== Records to process ==

//! Error types for sls-azure
//!
//! This module defines all error types used throughout the adapter.
//! Uses `thiserror` for ergonomic error handling with automatic `Display` and
//! `Error` trait implementations.

use thiserror::Error;

/// The primary error type for adapter operations.
#[derive(Error, Debug)]
pub enum AdapterError {
    /// Configuration-related errors (missing service file, invalid fields, etc.)
    #[error("Configuration error: {0}")]
    Config(String),

    /// Handler strings that do not carry a `<path>.<entryPoint>` pair
    #[error("Malformed handler '{0}': expected '<path>.<entryPoint>'")]
    MalformedHandler(String),

    /// Resource not found (functions, handler files, etc.)
    #[error("Not found: {0}")]
    NotFound(String),

    /// Standard I/O errors
    #[error("IO error: {0}")]
    Io(#[from] std::io::Error),

    /// YAML deserialization errors from the service definition
    #[error("YAML error: {0}")]
    Yaml(#[from] serde_yaml::Error),

    /// JSON serialization/deserialization errors
    #[error("JSON error: {0}")]
    Json(#[from] serde_json::Error),
}

/// A specialized `Result` type for adapter operations.
pub type Result<T> = std::result::Result<T, AdapterError>;
//! Account repository for chart of accounts database operations.

use sea_orm::{
    ActiveModelTrait, ColumnTrait, DatabaseConnection, DbErr, EntityTrait, PaginatorTrait,
    QueryFilter, Set,
};
use uuid::Uuid;

use neraca_core::ledger::{Account, AccountType};
use neraca_shared::AppError;
use neraca_shared::types::AccountId;

use crate::entities::{accounts, journal_lines};

/// Error types for account operations.
#[derive(Debug, thiserror::Error)]
pub enum AccountError {
    /// Account code already exists.
    #[error("Account code '{0}' already exists")]
    DuplicateCode(String),

    /// Account not found.
    #[error("Account not found: {0}")]
    AccountNotFound(AccountId),

    /// Cannot change account type because journal lines reference the account.
    #[error("Cannot change account type: account has {0} journal lines")]
    HasJournalLines(u64),

    /// Database error.
    #[error("Database error: {0}")]
    Database(#[from] DbErr),
}

impl From<AccountError> for AppError {
    fn from(err: AccountError) -> Self {
        match err {
            AccountError::DuplicateCode(_) | AccountError::HasJournalLines(_) => {
                Self::BusinessRule(err.to_string())
            }
            AccountError::AccountNotFound(_) => Self::NotFound(err.to_string()),
            AccountError::Database(_) => Self::Database(err.to_string()),
        }
    }
}

/// Input for creating an account.
#[derive(Debug, Clone)]
pub struct CreateAccountInput {
    /// Account code (must be unique).
    pub code: String,
    /// Account name.
    pub name: String,
    /// Account type.
    pub account_type: AccountType,
}

/// Input for updating an account. `None` leaves a field unchanged.
#[derive(Debug, Clone, Default)]
pub struct UpdateAccountInput {
    /// New code.
    pub code: Option<String>,
    /// New name.
    pub name: Option<String>,
    /// New type; refused once journal lines reference the account.
    pub account_type: Option<AccountType>,
    /// Activate or deactivate.
    pub is_active: Option<bool>,
}

/// Repository for chart of accounts operations.
#[derive(Debug, Clone)]
pub struct AccountRepository {
    db: DatabaseConnection,
}

impl AccountRepository {
    /// Creates a new account repository.
    #[must_use]
    pub const fn new(db: DatabaseConnection) -> Self {
        Self { db }
    }

    /// Creates a new active account.
    ///
    /// # Errors
    ///
    /// Returns `DuplicateCode` if the code is taken, or a database error.
    pub async fn create_account(&self, input: CreateAccountInput) -> Result<Account, AccountError> {
        if self.find_by_code(&input.code).await?.is_some() {
            return Err(AccountError::DuplicateCode(input.code));
        }

        let now = chrono::Utc::now().into();
        let account = accounts::ActiveModel {
            id: Set(Uuid::now_v7()),
            code: Set(input.code),
            name: Set(input.name),
            account_type: Set(input.account_type.into()),
            is_active: Set(true),
            created_at: Set(now),
            updated_at: Set(now),
        };

        let account = account.insert(&self.db).await?;
        Ok(account.into())
    }

    /// Finds an account by ID.
    ///
    /// # Errors
    ///
    /// Returns an error if the database query fails.
    pub async fn find_by_id(&self, id: AccountId) -> Result<Option<Account>, AccountError> {
        let account = accounts::Entity::find_by_id(id.into_inner())
            .one(&self.db)
            .await?;
        Ok(account.map(Account::from))
    }

    /// Finds an account by code.
    ///
    /// # Errors
    ///
    /// Returns an error if the database query fails.
    pub async fn find_by_code(&self, code: &str) -> Result<Option<Account>, AccountError> {
        let account = accounts::Entity::find()
            .filter(accounts::Column::Code.eq(code))
            .one(&self.db)
            .await?;
        Ok(account.map(Account::from))
    }

    /// Updates an account.
    ///
    /// # Errors
    ///
    /// Returns `AccountNotFound`, `DuplicateCode`, `HasJournalLines` when the
    /// type changes after lines reference the account, or a database error.
    pub async fn update_account(
        &self,
        id: AccountId,
        input: UpdateAccountInput,
    ) -> Result<Account, AccountError> {
        let account = accounts::Entity::find_by_id(id.into_inner())
            .one(&self.db)
            .await?
            .ok_or(AccountError::AccountNotFound(id))?;

        if let Some(new_type) = input.account_type
            && new_type != AccountType::from(account.account_type)
        {
            let line_count = self.count_journal_lines(id).await?;
            if line_count > 0 {
                return Err(AccountError::HasJournalLines(line_count));
            }
        }

        if let Some(new_code) = &input.code
            && *new_code != account.code
        {
            let existing = accounts::Entity::find()
                .filter(accounts::Column::Code.eq(new_code))
                .filter(accounts::Column::Id.ne(id.into_inner()))
                .one(&self.db)
                .await?;

            if existing.is_some() {
                return Err(AccountError::DuplicateCode(new_code.clone()));
            }
        }

        let now = chrono::Utc::now().into();
        let mut active: accounts::ActiveModel = account.into();

        if let Some(code) = input.code {
            active.code = Set(code);
        }
        if let Some(name) = input.name {
            active.name = Set(name);
        }
        if let Some(account_type) = input.account_type {
            active.account_type = Set(account_type.into());
        }
        if let Some(is_active) = input.is_active {
            active.is_active = Set(is_active);
        }
        active.updated_at = Set(now);

        let account = active.update(&self.db).await?;
        Ok(account.into())
    }

    /// Counts journal lines of any status referencing the account.
    ///
    /// # Errors
    ///
    /// Returns an error if the database query fails.
    pub async fn count_journal_lines(&self, id: AccountId) -> Result<u64, AccountError> {
        let count = journal_lines::Entity::find()
            .filter(journal_lines::Column::AccountId.eq(id.into_inner()))
            .count(&self.db)
            .await?;
        Ok(count)
    }
}
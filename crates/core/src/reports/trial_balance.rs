//! Trial balance assembly.

use chrono::NaiveDate;
use rust_decimal::Decimal;
use tracing::warn;

use neraca_shared::types::Materiality;

use super::types::{AccountBalance, TrialBalanceLine, TrialBalanceReport};

/// Builds a trial balance from per-account balances as of a date.
///
/// Accounts are included when either column is material. An imbalance is
/// reported through `is_balanced` and `difference`, never as an error.
#[must_use]
pub fn assemble_trial_balance(
    as_of_date: NaiveDate,
    balances: Vec<AccountBalance>,
    materiality: Materiality,
) -> TrialBalanceReport {
    let accounts: Vec<TrialBalanceLine> = balances
        .into_iter()
        .filter_map(|balance| {
            let columns = balance.debit_credit();
            (materiality.is_material(columns.debit) || materiality.is_material(columns.credit))
                .then(|| TrialBalanceLine {
                    account_id: balance.account_id,
                    code: balance.code,
                    name: balance.name,
                    account_type: balance.account_type,
                    debit: columns.debit,
                    credit: columns.credit,
                })
        })
        .collect();

    let total_debit: Decimal = accounts.iter().map(|line| line.debit).sum();
    let total_credit: Decimal = accounts.iter().map(|line| line.credit).sum();
    let difference = total_debit - total_credit;
    let is_balanced = materiality.agrees(total_debit, total_credit);

    if !is_balanced {
        warn!(
            %as_of_date,
            %total_debit,
            %total_credit,
            %difference,
            "Trial balance does not balance"
        );
    }

    TrialBalanceReport {
        as_of_date,
        accounts,
        total_debit,
        total_credit,
        is_balanced,
        difference,
    }
}
//! Report data types.
//!
//! Everything here serializes with camelCase keys and decimal amounts as
//! strings.

use chrono::NaiveDate;
use rust_decimal::Decimal;
use serde::{Deserialize, Serialize};

use neraca_shared::types::AccountId;

use crate::ledger::{
    Account, AccountClassifier, AccountType, BalanceTotals, DebitCreditBalance, Movement,
    NormalSide, StatementBucket,
};
use crate::period::ReportPeriod;

/// Account balance for reports.
#[derive(Debug, Clone, PartialEq, Eq, Serialize, Deserialize)]
#[serde(rename_all = "camelCase")]
pub struct AccountBalance {
    /// Account ID.
    pub account_id: AccountId,
    /// Account code.
    pub code: String,
    /// Account name.
    pub name: String,
    /// Account type.
    pub account_type: AccountType,
    /// Statement bucket derived from code and type.
    pub bucket: StatementBucket,
    /// Total debit amount.
    pub total_debit: Decimal,
    /// Total credit amount.
    pub total_credit: Decimal,
    /// Net balance, positive on the account's normal side.
    pub balance: Decimal,
}

impl AccountBalance {
    /// Builds a balance row from raw totals.
    #[must_use]
    pub fn new(account: &Account, totals: BalanceTotals, classifier: &AccountClassifier) -> Self {
        Self {
            account_id: account.id,
            code: account.code.clone(),
            name: account.name.clone(),
            account_type: account.account_type,
            bucket: classifier.statement_bucket(&account.code, account.account_type),
            total_debit: totals.debit,
            total_credit: totals.credit,
            balance: totals.net(NormalSide::of(account.account_type)),
        }
    }

    /// Normal side of the account.
    #[must_use]
    pub const fn normal_side(&self) -> NormalSide {
        NormalSide::of(self.account_type)
    }

    /// The balance split onto one column.
    #[must_use]
    pub fn debit_credit(&self) -> DebitCreditBalance {
        DebitCreditBalance::from_net(self.normal_side(), self.balance)
    }
}

// ============================================================================
// Trial balance
// ============================================================================

/// One trial balance row. At most one of debit/credit is non-zero.
#[derive(Debug, Clone, PartialEq, Eq, Serialize, Deserialize)]
#[serde(rename_all = "camelCase")]
pub struct TrialBalanceLine {
    /// Account ID.
    pub account_id: AccountId,
    /// Account code.
    pub code: String,
    /// Account name.
    pub name: String,
    /// Account type.
    pub account_type: AccountType,
    /// Debit column.
    pub debit: Decimal,
    /// Credit column.
    pub credit: Decimal,
}

/// Trial balance report.
#[derive(Debug, Clone, PartialEq, Eq, Serialize, Deserialize)]
#[serde(rename_all = "camelCase")]
pub struct TrialBalanceReport {
    /// As of date.
    pub as_of_date: NaiveDate,
    /// Accounts with a material balance, ordered by code.
    pub accounts: Vec<TrialBalanceLine>,
    /// Sum of the debit column.
    pub total_debit: Decimal,
    /// Sum of the credit column.
    pub total_credit: Decimal,
    /// Whether the columns agree within the materiality tolerance.
    pub is_balanced: bool,
    /// `total_debit - total_credit`.
    pub difference: Decimal,
}

// ============================================================================
// Balance sheet
// ============================================================================

/// A statement row: an account and its signed amount.
#[derive(Debug, Clone, PartialEq, Eq, Serialize, Deserialize)]
#[serde(rename_all = "camelCase")]
pub struct StatementLine {
    /// Account ID.
    pub account_id: AccountId,
    /// Account code.
    pub code: String,
    /// Account name.
    pub name: String,
    /// Account type.
    pub account_type: AccountType,
    /// Statement bucket.
    pub bucket: StatementBucket,
    /// Balance on the account's normal side.
    pub amount: Decimal,
}

impl From<AccountBalance> for StatementLine {
    fn from(balance: AccountBalance) -> Self {
        Self {
            account_id: balance.account_id,
            code: balance.code,
            name: balance.name,
            account_type: balance.account_type,
            bucket: balance.bucket,
            amount: balance.balance,
        }
    }
}

/// Balance sheet subsection (current assets, non-current liabilities, ...).
#[derive(Debug, Clone, PartialEq, Eq, Serialize, Deserialize)]
#[serde(rename_all = "camelCase")]
pub struct BalanceSheetSubsection {
    /// Bucket the subsection groups.
    pub bucket: StatementBucket,
    /// Subsection name.
    pub name: String,
    /// Subsection total.
    pub total: Decimal,
    /// Accounts in this subsection.
    pub accounts: Vec<StatementLine>,
}

/// Balance sheet section (assets, liabilities, equity).
#[derive(Debug, Clone, Default, PartialEq, Eq, Serialize, Deserialize)]
#[serde(rename_all = "camelCase")]
pub struct BalanceSheetSection {
    /// Section total.
    pub total: Decimal,
    /// Accounts in this section.
    pub accounts: Vec<StatementLine>,
    /// Subsections; empty for equity.
    pub subsections: Vec<BalanceSheetSubsection>,
}

impl BalanceSheetSection {
    /// Total of one subsection, zero if absent.
    #[must_use]
    pub fn subtotal(&self, bucket: StatementBucket) -> Decimal {
        self.subsections
            .iter()
            .find(|subsection| subsection.bucket == bucket)
            .map_or(Decimal::ZERO, |subsection| subsection.total)
    }
}

/// Balance sheet report.
#[derive(Debug, Clone, PartialEq, Eq, Serialize, Deserialize)]
#[serde(rename_all = "camelCase")]
pub struct BalanceSheetReport {
    /// As of date.
    pub as_of_date: NaiveDate,
    /// Assets section.
    pub assets: BalanceSheetSection,
    /// Liabilities section.
    pub liabilities: BalanceSheetSection,
    /// Equity section.
    pub equity: BalanceSheetSection,
    /// Total assets.
    pub total_assets: Decimal,
    /// Total liabilities.
    pub total_liabilities: Decimal,
    /// Total equity.
    pub total_equity: Decimal,
    /// Liabilities plus equity.
    pub liabilities_and_equity: Decimal,
    /// Current assets.
    pub current_assets: Decimal,
    /// Non-current assets.
    pub non_current_assets: Decimal,
    /// Current liabilities.
    pub current_liabilities: Decimal,
    /// Non-current liabilities.
    pub non_current_liabilities: Decimal,
    /// Current assets minus current liabilities.
    pub working_capital: Decimal,
    /// Whether assets equal liabilities plus equity within tolerance.
    pub is_balanced: bool,
    /// `total_assets - liabilities_and_equity`.
    pub difference: Decimal,
}

// ============================================================================
// Profit and loss
// ============================================================================

/// Profit and loss section.
#[derive(Debug, Clone, Default, PartialEq, Eq, Serialize, Deserialize)]
#[serde(rename_all = "camelCase")]
pub struct ProfitAndLossSection {
    /// Section total.
    pub total: Decimal,
    /// Accounts in this section.
    pub accounts: Vec<StatementLine>,
}

/// Profit and loss report.
#[derive(Debug, Clone, PartialEq, Eq, Serialize, Deserialize)]
#[serde(rename_all = "camelCase")]
pub struct ProfitAndLossReport {
    /// Period start date (inclusive).
    pub start_date: NaiveDate,
    /// Period end date (inclusive).
    pub end_date: NaiveDate,
    /// Revenue section.
    pub revenue: ProfitAndLossSection,
    /// Cost of sales section.
    pub cost_of_sales: ProfitAndLossSection,
    /// Operating expenses section.
    pub operating_expenses: ProfitAndLossSection,
    /// Total revenue.
    pub total_revenue: Decimal,
    /// Total cost of sales.
    pub total_cost_of_sales: Decimal,
    /// Total operating expenses.
    pub total_operating_expenses: Decimal,
    /// Revenue minus cost of sales.
    pub gross_profit: Decimal,
    /// Gross profit minus operating expenses.
    pub operating_income: Decimal,
    /// Equal to operating income; there is no other income/expense layer.
    pub net_income: Decimal,
    /// Gross profit as a percentage of revenue, 0 without revenue.
    pub gross_margin: Decimal,
    /// Net income as a percentage of revenue, 0 without revenue.
    pub net_margin: Decimal,
}

// ============================================================================
// Cash flow
// ============================================================================

/// One cash flow line.
#[derive(Debug, Clone, PartialEq, Eq, Serialize, Deserialize)]
#[serde(rename_all = "camelCase")]
pub struct CashFlowItem {
    /// Source account, absent for derived lines such as net income.
    pub account_id: Option<AccountId>,
    /// Source account code.
    pub code: Option<String>,
    /// Line label.
    pub label: String,
    /// Cash effect: positive is an inflow.
    pub amount: Decimal,
}

/// Cash flow section.
#[derive(Debug, Clone, Default, PartialEq, Eq, Serialize, Deserialize)]
#[serde(rename_all = "camelCase")]
pub struct CashFlowSection {
    /// Lines.
    pub items: Vec<CashFlowItem>,
    /// Section total.
    pub total: Decimal,
}

impl CashFlowSection {
    /// Appends a line and adds it to the total.
    pub fn push(&mut self, item: CashFlowItem) {
        self.total += item.amount;
        self.items.push(item);
    }
}

/// Cash flow statement (indirect method, simplified).
#[derive(Debug, Clone, PartialEq, Eq, Serialize, Deserialize)]
#[serde(rename_all = "camelCase")]
pub struct CashFlowReport {
    /// Period start date (inclusive).
    pub start_date: NaiveDate,
    /// Period end date (inclusive).
    pub end_date: NaiveDate,
    /// Net income only; no working capital or non-cash adjustments.
    pub operating: CashFlowSection,
    /// Fixed asset movements.
    pub investing: CashFlowSection,
    /// Long-term liability and share capital movements.
    pub financing: CashFlowSection,
    /// Sum of the three sections.
    pub net_cash_flow: Decimal,
}

// ============================================================================
// Ledgers
// ============================================================================

/// One account's movements over a period.
#[derive(Debug, Clone, PartialEq, Eq, Serialize, Deserialize)]
#[serde(rename_all = "camelCase")]
pub struct AccountLedger {
    /// Account ID.
    pub account_id: AccountId,
    /// Account code.
    pub code: String,
    /// Account name.
    pub name: String,
    /// Account type.
    pub account_type: AccountType,
    /// Normal side used for running balances.
    pub normal_side: NormalSide,
    /// First day of the period, absent for all history.
    pub start_date: Option<NaiveDate>,
    /// Last day of the period, absent for open-ended.
    pub end_date: Option<NaiveDate>,
    /// Balance strictly before the start date.
    pub beginning_balance: Decimal,
    /// Movements in ledger order.
    pub movements: Vec<Movement>,
    /// Sum of debits in the period.
    pub total_debit: Decimal,
    /// Sum of credits in the period.
    pub total_credit: Decimal,
    /// Running balance after the last movement.
    pub ending_balance: Decimal,
}

/// General ledger: one block per account.
#[derive(Debug, Clone, PartialEq, Eq, Serialize, Deserialize)]
#[serde(rename_all = "camelCase")]
pub struct GeneralLedgerReport {
    /// Period start date (inclusive).
    pub start_date: NaiveDate,
    /// Period end date (inclusive).
    pub end_date: NaiveDate,
    /// Account blocks ordered by code.
    pub accounts: Vec<AccountLedger>,
    /// Sum of debits across all blocks.
    pub total_debit: Decimal,
    /// Sum of credits across all blocks.
    pub total_credit: Decimal,
}

// ============================================================================
// Comparative
// ============================================================================

/// One period's full report.
#[derive(Debug, Clone, PartialEq, Eq, Serialize, Deserialize)]
#[serde(rename_all = "camelCase")]
pub struct PeriodResult<T> {
    /// The period.
    pub period: ReportPeriod,
    /// The report for that period.
    pub report: T,
}

/// The same report run over several periods.
#[derive(Debug, Clone, PartialEq, Eq, Serialize, Deserialize)]
#[serde(rename_all = "camelCase")]
pub struct ComparativeReport<T> {
    /// One result per requested period, in request order.
    pub periods: Vec<PeriodResult<T>>,
}

/// A merged trial balance row with one column pair per period.
#[derive(Debug, Clone, PartialEq, Eq, Serialize, Deserialize)]
#[serde(rename_all = "camelCase")]
pub struct ComparativeTrialBalanceRow {
    /// Account ID.
    pub account_id: AccountId,
    /// Account code.
    pub code: String,
    /// Account name.
    pub name: String,
    /// Account type.
    pub account_type: AccountType,
    /// Debit/credit per period, zero where the account is absent.
    pub columns: Vec<DebitCreditBalance>,
}

/// Trial balances side by side.
#[derive(Debug, Clone, PartialEq, Eq, Serialize, Deserialize)]
#[serde(rename_all = "camelCase")]
pub struct ComparativeTrialBalance {
    /// One trial balance per period, in request order.
    pub periods: Vec<PeriodResult<TrialBalanceReport>>,
    /// Union of accounts across periods, ordered by code.
    pub accounts: Vec<ComparativeTrialBalanceRow>,
}
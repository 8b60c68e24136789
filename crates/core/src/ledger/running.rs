//! Running balance ledgers.
//!
//! A [`RunningLedger`] owns an opening balance and the ordered lines of one
//! account for a period. [`RunningLedger::movements`] walks those lines and
//! yields the cumulative balance after each one. The walk keeps no state
//! between calls, so it can be restarted at will.

use chrono::NaiveDate;
use rust_decimal::Decimal;
use serde::{Deserialize, Serialize};

use neraca_shared::types::{JournalEntryId, JournalLineId};

use super::account::Account;
use super::balance::{BalanceCalculator, BalanceTotals, sum_lines};
use super::classifier::NormalSide;
use super::entry::PostedLine;
use super::error::StoreError;
use super::store::{LedgerStore, LineFilter};
use crate::period::DateRange;

/// One line of an account ledger with the balance after it.
#[derive(Debug, Clone, PartialEq, Eq, Serialize, Deserialize)]
#[serde(rename_all = "camelCase")]
pub struct Movement {
    /// Line ID.
    pub line_id: JournalLineId,
    /// Entry ID.
    pub entry_id: JournalEntryId,
    /// Entry date.
    pub date: NaiveDate,
    /// Entry reference.
    pub reference: String,
    /// Line description, or the entry description when the line has none.
    pub description: String,
    /// Debit amount.
    pub debit: Decimal,
    /// Credit amount.
    pub credit: Decimal,
    /// Balance after this line, signed by the account's normal side.
    pub running_balance: Decimal,
}

/// An account's lines for a period, seeded with the balance before it.
#[derive(Debug, Clone, PartialEq, Eq)]
pub struct RunningLedger {
    side: NormalSide,
    opening: Decimal,
    lines: Vec<PostedLine>,
}

impl RunningLedger {
    /// Creates a ledger from already ordered lines.
    #[must_use]
    pub fn new(side: NormalSide, opening: Decimal, lines: Vec<PostedLine>) -> Self {
        Self {
            side,
            opening,
            lines,
        }
    }

    /// Reads the opening balance and period lines of one account.
    ///
    /// The opening balance covers everything strictly before the range
    /// start, and is zero when the range has no start.
    pub async fn load(
        store: &dyn LedgerStore,
        account: &Account,
        range: DateRange,
    ) -> Result<Self, StoreError> {
        let opening = match range.preceding() {
            Some(before) => {
                BalanceCalculator::new(store)
                    .account_balance(account, before)
                    .await?
            }
            None => Decimal::ZERO,
        };
        let lines = store
            .list_posted_lines(&LineFilter::for_account(account.id, range))
            .await?;
        Ok(Self::new(NormalSide::of(account.account_type), opening, lines))
    }

    /// Balance before the first line.
    #[must_use]
    pub const fn opening_balance(&self) -> Decimal {
        self.opening
    }

    /// Normal side used for signing.
    #[must_use]
    pub const fn side(&self) -> NormalSide {
        self.side
    }

    /// Number of lines in the period.
    #[must_use]
    pub fn len(&self) -> usize {
        self.lines.len()
    }

    /// Returns true if the period has no lines.
    #[must_use]
    pub fn is_empty(&self) -> bool {
        self.lines.is_empty()
    }

    /// Yields each line with its cumulative balance, in ledger order.
    pub fn movements(&self) -> impl Iterator<Item = Movement> + '_ {
        let side = self.side;
        self.lines.iter().scan(self.opening, move |balance, line| {
            *balance += side.signed_change(line.debit, line.credit);
            Some(Movement {
                line_id: line.line_id,
                entry_id: line.entry_id,
                date: line.entry_date,
                reference: line.reference.clone(),
                description: line.description().to_string(),
                debit: line.debit,
                credit: line.credit,
                running_balance: *balance,
            })
        })
    }

    /// Debit and credit sums of the period.
    #[must_use]
    pub fn period_totals(&self) -> BalanceTotals {
        sum_lines(&self.lines)
    }

    /// Balance after the last line.
    #[must_use]
    pub fn closing_balance(&self) -> Decimal {
        self.opening + self.period_totals().net(self.side)
    }
}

===

Scan the records for the string "operations" and show every line that contains it.

/// The primary error type for adapter operations.
/// A specialized `Result` type for adapter operations.
//! Account repository for chart of accounts database operations.
/// Error types for account operations.
/// Repository for chart of accounts operations.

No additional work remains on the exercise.